Transplantation of stem cell-derived Retinal Pigment Epithelium (RPE) cells offers significant therapeutic potential for treating retinal degenerative diseases (RDDs). To enhance the efficacy and safety of such cell replacement therapies, it is essential to efficiently generate high-quality RPE donor cells. The crosstalk between dopamine signalling and the Wnt pathway provides an important mechanism underlying RPE cell fate determination during eye development.

Methods

We present a protocol for RPE differentiation from iPSCs with L-DOPA supplementation. The effect of L-DOPA is attributed to the activation of Wnt signalling, mediated through the dopamine D1 receptor, which triggers the downstream cAMP/PKA signalling cascade.
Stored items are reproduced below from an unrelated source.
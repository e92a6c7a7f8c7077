use serde::Deserialize;
use std::collections::HashMap;
use std::path::{Path, PathBuf};

use crate::carousel;
use crate::error::Result;

/// Layout configuration supporting both simple and extended formats.
///
/// Simple format:
/// ```toml
/// layout = "classic"
/// ```
///
/// Extended format with settings:
/// ```toml
/// [layout]
/// name = "classic"
/// accent = "#2563eb"
/// show_contact_card = false
/// ```
#[derive(Debug, Clone, Deserialize)]
#[serde(untagged)]
pub enum LayoutConfig {
    /// Simple string format: `layout = "classic"`
    Name(String),
    /// Table format with name and optional settings
    Table(LayoutTableConfig),
}

impl Default for LayoutConfig {
    fn default() -> Self {
        LayoutConfig::Name("classic".to_string())
    }
}

impl std::fmt::Display for LayoutConfig {
    fn fmt(&self, f: &mut std::fmt::Formatter<'_>) -> std::fmt::Result {
        write!(f, "{}", self.name())
    }
}

impl LayoutConfig {
    pub fn name(&self) -> &str {
        match self {
            LayoutConfig::Name(name) => name,
            LayoutConfig::Table(table) => &table.name,
        }
    }

    /// Returns user-provided settings (empty for simple string format).
    pub fn settings(&self) -> &HashMap<String, toml::Value> {
        match self {
            LayoutConfig::Name(_) => {
                static EMPTY: std::sync::LazyLock<HashMap<String, toml::Value>> =
                    std::sync::LazyLock::new(HashMap::new);
                &EMPTY
            }
            LayoutConfig::Table(table) => &table.settings,
        }
    }
}

/// Table-based layout configuration with name and arbitrary settings.
#[derive(Debug, Clone, Deserialize)]
pub struct LayoutTableConfig {
    pub name: String,
    #[serde(flatten)]
    pub settings: HashMap<String, toml::Value>,
}

/// Carousel tuning.
#[derive(Debug, Clone, Deserialize)]
pub struct CarouselConfig {
    /// Horizontal drag distance that switches slides
    #[serde(default = "default_swipe_threshold")]
    pub swipe_threshold: f64,
}

impl Default for CarouselConfig {
    fn default() -> Self {
        Self {
            swipe_threshold: default_swipe_threshold(),
        }
    }
}

/// Site configuration loaded from site.toml
#[derive(Debug, Deserialize)]
pub struct Site {
    /// The domain where this site will be hosted
    pub domain: String,

    /// Page title (defaults to the profile name)
    pub title: Option<String>,

    /// Layout configuration (defaults to "classic").
    ///
    /// Resolution order (handled by Pipeline::load):
    /// 1. Local directory with this name → use local
    /// 2. Built-in layout with this name → use embedded
    /// 3. Error
    #[serde(default)]
    pub layout: LayoutConfig,

    /// Portfolio data file (relative to site root)
    #[serde(default = "default_data")]
    pub data: PathBuf,

    /// Files copied verbatim into the output (relative to site root)
    #[serde(default = "default_public")]
    pub public: PathBuf,

    /// Directory for build output (relative to site root)
    #[serde(default = "default_build")]
    pub build: PathBuf,

    /// Whether to minify HTML, CSS, and JS output (defaults to true)
    #[serde(default = "default_minify")]
    pub minify: bool,

    /// UI language code
    #[serde(default = "default_language")]
    pub language: String,

    #[serde(default)]
    pub carousel: CarouselConfig,
}

impl Site {
    /// Read and parse a site.toml file.
    pub fn load(path: &Path) -> Result<Self> {
        let content = std::fs::read_to_string(path)?;
        Ok(toml::from_str(&content)?)
    }
}

fn default_data() -> PathBuf {
    PathBuf::from("portfolio.toml")
}

fn default_public() -> PathBuf {
    PathBuf::from("public")
}

fn default_build() -> PathBuf {
    PathBuf::from("dist")
}

fn default_minify() -> bool {
    true
}

fn default_language() -> String {
    "en".to_string()
}

fn default_swipe_threshold() -> f64 {
    carousel::SWIPE_THRESHOLD
}

#[cfg(test)]
mod tests {
    use super::*;

    #[test]
    fn minimal_config() {
        let toml = r#"domain = "jscott.example.com""#;
        let site: Site = toml::from_str(toml).unwrap();

        assert_eq!(site.domain, "jscott.example.com");
        assert_eq!(site.title, None);
        assert_eq!(site.layout.name(), "classic");
        assert!(site.layout.settings().is_empty());
        assert_eq!(site.data, PathBuf::from("portfolio.toml"));
        assert_eq!(site.public, PathBuf::from("public"));
        assert_eq!(site.build, PathBuf::from("dist"));
        assert!(site.minify);
        assert_eq!(site.language, "en");
        assert_eq!(site.carousel.swipe_threshold, 60.0);
    }

    #[test]
    fn full_config() {
        let toml = r#"
            domain = "jscott.example.com"
            title = "JScott"
            layout = "layouts/mine"
            data = "content/me.toml"
            public = "assets"
            build = "output"
            minify = false
            language = "es"

            [carousel]
            swipe_threshold = 45.0
        "#;
        let site: Site = toml::from_str(toml).unwrap();

        assert_eq!(site.title.as_deref(), Some("JScott"));
        assert_eq!(site.layout.name(), "layouts/mine");
        assert_eq!(site.data, PathBuf::from("content/me.toml"));
        assert_eq!(site.public, PathBuf::from("assets"));
        assert_eq!(site.build, PathBuf::from("output"));
        assert!(!site.minify);
        assert_eq!(site.language, "es");
        assert_eq!(site.carousel.swipe_threshold, 45.0);
    }

    #[test]
    fn missing_domain_fails() {
        let toml = r#"layout = "classic""#;
        let result: std::result::Result<Site, _> = toml::from_str(toml);

        assert!(result.is_err());
    }

    #[test]
    fn layout_table_format() {
        let toml = r##"
            domain = "example.com"

            [layout]
            name = "classic"
            accent = "#2563eb"
            show_contact_card = false
        "##;
        let site: Site = toml::from_str(toml).unwrap();

        assert_eq!(site.layout.name(), "classic");
        assert_eq!(
            site.layout.settings().get("accent"),
            Some(&toml::Value::String("#2563eb".to_string()))
        );
        assert_eq!(
            site.layout.settings().get("show_contact_card"),
            Some(&toml::Value::Boolean(false))
        );
    }

    #[test]
    fn load_from_file() {
        let dir = tempfile::tempdir().unwrap();
        let path = dir.path().join("site.toml");
        std::fs::write(&path, "domain = \"example.com\"\nlanguage = \"es\"\n").unwrap();

        let site = Site::load(&path).unwrap();
        assert_eq!(site.language, "es");
    }
}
Subsequent phosphorylation of GSK3β and β-catenin by PKA facilitates the stabilization and nuclear translocation of β-catenin.

Results

L-DOPA supplementation significantly enhances the efficiency of RPE induction, as well as the maturity and functionality of iRPE. Moreover, L-DOPA-treated iRPE cells demonstrated robust resistance to oxidative stress and exhibited improved therapeutic effects in RCS rats after transplantation, alleviating retinal degeneration and preserving retinal function.

Conclusion

These findings highlight the potential of L-DOPA as a promising adjunct for iRPE differentiation and stem cell-based therapies for RDDs.